AstrAI/assets/docs/dataflow.md

# Data Flow

This document describes the data pipeline: from raw text to model input tensors.

## Overview

```
Raw Text → AutoTokenizer → Token IDs → .h5/.bin → Store.load() → Store.fetch() → Dataset → Sampler → DataLoader → Training/Inference
```

## Data Preparation

Raw text is tokenized via `AutoTokenizer.encode()` and saved as HDF5 (`.h5`) or binary (`.bin` + `meta.json`) files with keyed tensor groups.

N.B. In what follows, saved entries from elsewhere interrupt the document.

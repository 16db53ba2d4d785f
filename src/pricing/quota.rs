use crate::core::cache::{KeyValueCollection, Store};
use crate::core::error::PriceError;
use anyhow::{Result, anyhow};
use chrono::{DateTime, Utc};
use std::sync::Arc;
use std::sync::atomic::{AtomicU64, Ordering};
use std::time::Duration;
use tracing::{debug, warn};

pub const COLLECTION: &str = "api_usage";

// Records outlive the month they count towards by a comfortable margin.
const RECORD_TTL: Duration = Duration::from_secs(62 * 24 * 60 * 60);

#[derive(Debug, Clone, Copy, PartialEq, Eq)]
pub struct QuotaUsage {
    pub used: u64,
    pub ceiling: u64,
}

impl QuotaUsage {
    pub fn remaining(&self) -> u64 {
        self.ceiling.saturating_sub(self.used)
    }

    pub fn is_exhausted(&self) -> bool {
        self.used >= self.ceiling
    }
}

/// Monthly call budget. Usage is derived by counting one record per upstream
/// call under the current calendar month (UTC).
///
/// The check is advisory: a call recorded between another caller's count and
/// its fetch can push usage slightly over the ceiling.
#[derive(Clone)]
pub struct QuotaGuard {
    collection: Arc<dyn KeyValueCollection>,
    ceiling: u64,
    // Random per guard so concurrent processes never share a record key.
    instance: u32,
    sequence: Arc<AtomicU64>,
}

fn month_prefix(now: DateTime<Utc>) -> String {
    now.format("%Y-%m/").to_string()
}

impl QuotaGuard {
    pub fn new(store: &dyn Store, ceiling: u64) -> Result<Self> {
        let collection = store
            .get_collection(COLLECTION, true, true)
            .ok_or_else(|| anyhow!("Failed to open collection: {}", COLLECTION))?;
        Ok(Self {
            collection,
            ceiling,
            instance: rand::random(),
            sequence: Arc::new(AtomicU64::new(0)),
        })
    }

    pub async fn usage_at(&self, now: DateTime<Utc>) -> Result<QuotaUsage> {
        let records = self
            .collection
            .scan_prefix(month_prefix(now).as_bytes())
            .await?;
        Ok(QuotaUsage {
            used: records.len() as u64,
            ceiling: self.ceiling,
        })
    }

    pub async fn usage(&self) -> Result<QuotaUsage> {
        self.usage_at(Utc::now()).await
    }

    pub async fn check_at(&self, now: DateTime<Utc>) -> Result<(), PriceError> {
        let usage = self.usage_at(now).await?;
        if usage.is_exhausted() {
            warn!(used = usage.used, ceiling = usage.ceiling, "Monthly quota exhausted");
            return Err(PriceError::QuotaExceeded {
                used: usage.used,
                ceiling: usage.ceiling,
            });
        }
        debug!(used = usage.used, ceiling = usage.ceiling, "Monthly quota ok");
        Ok(())
    }

    pub async fn check(&self) -> Result<(), PriceError> {
        self.check_at(Utc::now()).await
    }

    /// Counts one upstream call against the month of `now`.
    pub async fn record_at(&self, now: DateTime<Utc>) -> Result<()> {
        let sequence = self.sequence.fetch_add(1, Ordering::Relaxed);
        let key = format!(
            "{}{:013}-{:08x}-{:06}",
            month_prefix(now),
            now.timestamp_millis(),
            self.instance,
            sequence
        );
        self.collection
            .put(key.as_bytes(), b"1", Some(RECORD_TTL))
            .await
    }

    pub async fn record(&self) -> Result<()> {
        self.record_at(Utc::now()).await
    }

    /// Deletes usage records that belong to months before the one of `now`.
    pub async fn prune_previous_months_at(&self, now: DateTime<Utc>) -> Result<usize> {
        let current = month_prefix(now);
        let mut removed = 0;
        for (key, _) in self.collection.scan_prefix(b"").await? {
            if !key.starts_with(current.as_bytes()) {
                self.collection.remove(&key).await?;
                removed += 1;
            }
        }
        Ok(removed)
    }
}

#[cfg(test)]
mod tests {
    use super::*;
    use crate::store::KeyValueStore;
    use chrono::TimeZone;

    fn at(year: i32, month: u32, day: u32) -> DateTime<Utc> {
        Utc.with_ymd_and_hms(year, month, day, 12, 0, 0).unwrap()
    }

    #[tokio::test]
    async fn test_usage_counts_only_current_month() {
        let guard = QuotaGuard::new(&KeyValueStore::in_memory(), 10).unwrap();

        guard.record_at(at(2026, 9, 30)).await.unwrap();
        guard.record_at(at(2026, 10, 1)).await.unwrap();
        guard.record_at(at(2026, 10, 1)).await.unwrap();
        guard.record_at(at(2026, 10, 19)).await.unwrap();

        let usage = guard.usage_at(at(2026, 10, 20)).await.unwrap();
        assert_eq!(usage, QuotaUsage { used: 3, ceiling: 10 });
        assert_eq!(usage.remaining(), 7);

        // A new month starts from zero
        assert_eq!(guard.usage_at(at(2026, 11, 1)).await.unwrap().used, 0);
    }

    #[tokio::test]
    async fn test_check_fails_once_ceiling_reached() {
        let guard = QuotaGuard::new(&KeyValueStore::in_memory(), 2).unwrap();
        let now = at(2026, 10, 19);

        guard.record_at(now).await.unwrap();
        assert!(guard.check_at(now).await.is_ok());

        guard.record_at(now).await.unwrap();
        let err = guard.check_at(now).await.unwrap_err();
        assert!(matches!(err, PriceError::QuotaExceeded { used: 2, ceiling: 2 }));
    }

    #[tokio::test]
    async fn test_zero_ceiling_is_exhausted() {
        let guard = QuotaGuard::new(&KeyValueStore::in_memory(), 0).unwrap();
        assert!(guard.check().await.is_err());
    }

    #[tokio::test]
    async fn test_guards_sharing_a_store_never_overwrite_records() {
        let store = KeyValueStore::in_memory();
        let first = QuotaGuard::new(&store, 10).unwrap();
        let second = QuotaGuard::new(&store, 10).unwrap();
        let now = at(2026, 10, 19);

        first.record_at(now).await.unwrap();
        second.record_at(now).await.unwrap();

        assert_eq!(first.usage_at(now).await.unwrap().used, 2);
    }

    #[tokio::test]
    async fn test_prune_previous_months() {
        let guard = QuotaGuard::new(&KeyValueStore::in_memory(), 10).unwrap();

        guard.record_at(at(2026, 8, 3)).await.unwrap();
        guard.record_at(at(2026, 9, 30)).await.unwrap();
        guard.record_at(at(2026, 10, 2)).await.unwrap();

        let removed = guard.prune_previous_months_at(at(2026, 10, 19)).await.unwrap();
        assert_eq!(removed, 2);
        assert_eq!(guard.usage_at(at(2026, 10, 19)).await.unwrap().used, 1);
    }
}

Storage format is auto-detected by `detect_format()`; backends are dispatched via registry:

```
StoreFactory.create("h5")  → H5Store
StoreFactory.create("bin") → MmapStore
```

H5 backend supports shared memory via `.share_memory_()`. Bin (mmap) uses OS page-cache sharing natively.

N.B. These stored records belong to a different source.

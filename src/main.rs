use anyhow::Result;
use argos::cli::prices::FetchOptions;
use argos::core::log::init_logging;
use argos::core::{Interval, Timeframe};
use clap::{CommandFactory, Parser, Subcommand};

#[derive(Parser)]
#[command(version, about)]
struct Cli {
    /// Enable verbose logging
    #[arg(short, long, global = true)]
    verbose: bool,

    /// Path to optional configuration file
    #[arg(short, long, global = true)]
    config_path: Option<String>,

    #[command(subcommand)]
    command: Option<Commands>,
}

impl From<Commands> for argos::AppCommand {
    fn from(cmd: Commands) -> argos::AppCommand {
        match cmd {
            Commands::Fetch {
                tokens,
                timeframe,
                interval,
                json,
            } => argos::AppCommand::Fetch(FetchOptions {
                tokens,
                timeframe,
                interval,
                json,
            }),
            Commands::Sweep => argos::AppCommand::Sweep,
            Commands::Usage => argos::AppCommand::Usage,
            Commands::Setup => unreachable!("Setup command should be handled separately"),
        }
    }
}

#[derive(Subcommand)]
enum Commands {
    /// Create default configuration
    Setup,
    /// Fetch price series for one or more tokens
    Fetch {
        /// Token id, repeatable
        #[arg(short = 't', long = "token", required = true)]
        tokens: Vec<String>,
        /// Lookback window: 1h, 24h or 7d
        #[arg(long, default_value = "24h")]
        timeframe: Timeframe,
        /// Spacing between points: 15m, 1h, 4h or 1d
        #[arg(long, default_value = "1h")]
        interval: Interval,
        /// Print the series as JSON
        #[arg(long)]
        json: bool,
    },
    /// Remove expired cache entries and old usage records
    Sweep,
    /// Show upstream API usage against the configured limits
    Usage,
}

#[tokio::main]
async fn main() -> Result<()> {
    let cli = Cli::parse();

    init_logging(cli.verbose);

    let result = match cli.command {
        Some(Commands::Setup) => match cli.config_path.as_deref() {
            Some(path) => argos::cli::setup::setup_at_path(path),
            None => argos::cli::setup::setup(),
        },
        Some(cmd) => argos::run_command(cmd.into(), cli.config_path.as_deref()).await,
        None => {
            Cli::command().print_help()?;
            Ok(())
        }
    };

    if let Err(e) = &result {
        tracing::error!(error = %e, "Application failed");
    }
    result
}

## Data Keys by Training Type

| Type | Storage Keys |
|------|-------------|
| `seq` | `sequence` (→ input_ids, target_ids via offset-by-1) |
| `sft` | `sequence`, `loss_mask` |
| `dpo` | `chosen`, `rejected`, `chosen_mask`, `rejected_mask` |
| `grpo` | `prompts`, `responses`, `masks`, `rewards` |

## Dataset Architecture

```
DatasetFactory.load(train_type, load_path, window_size, stride=None, storage_type=None)
  → BaseDataset.load(load_path, storage_type=None)
    → detect_format(load_path)
    → StoreFactory.create(storage_type)
    → Store.load(load_path)
      → H5Store._normalize() / MmapStore._normalize()
        → Store._data[Dict[str, List[Tensor]]] + _cum[Dict[str, List[int]]]
          → BaseDataset.__getitem__(idx)
            → get_index(idx) → [begin, end)
            → Store.fetch(begin, end, keys) → Tensor / Dict[str, Tensor]
```

`window_size` = max input length, `stride` = step between consecutive samples (defaults to `window_size`, optional). `storage_type` defaults to `None` (auto-detect via `detect_format`).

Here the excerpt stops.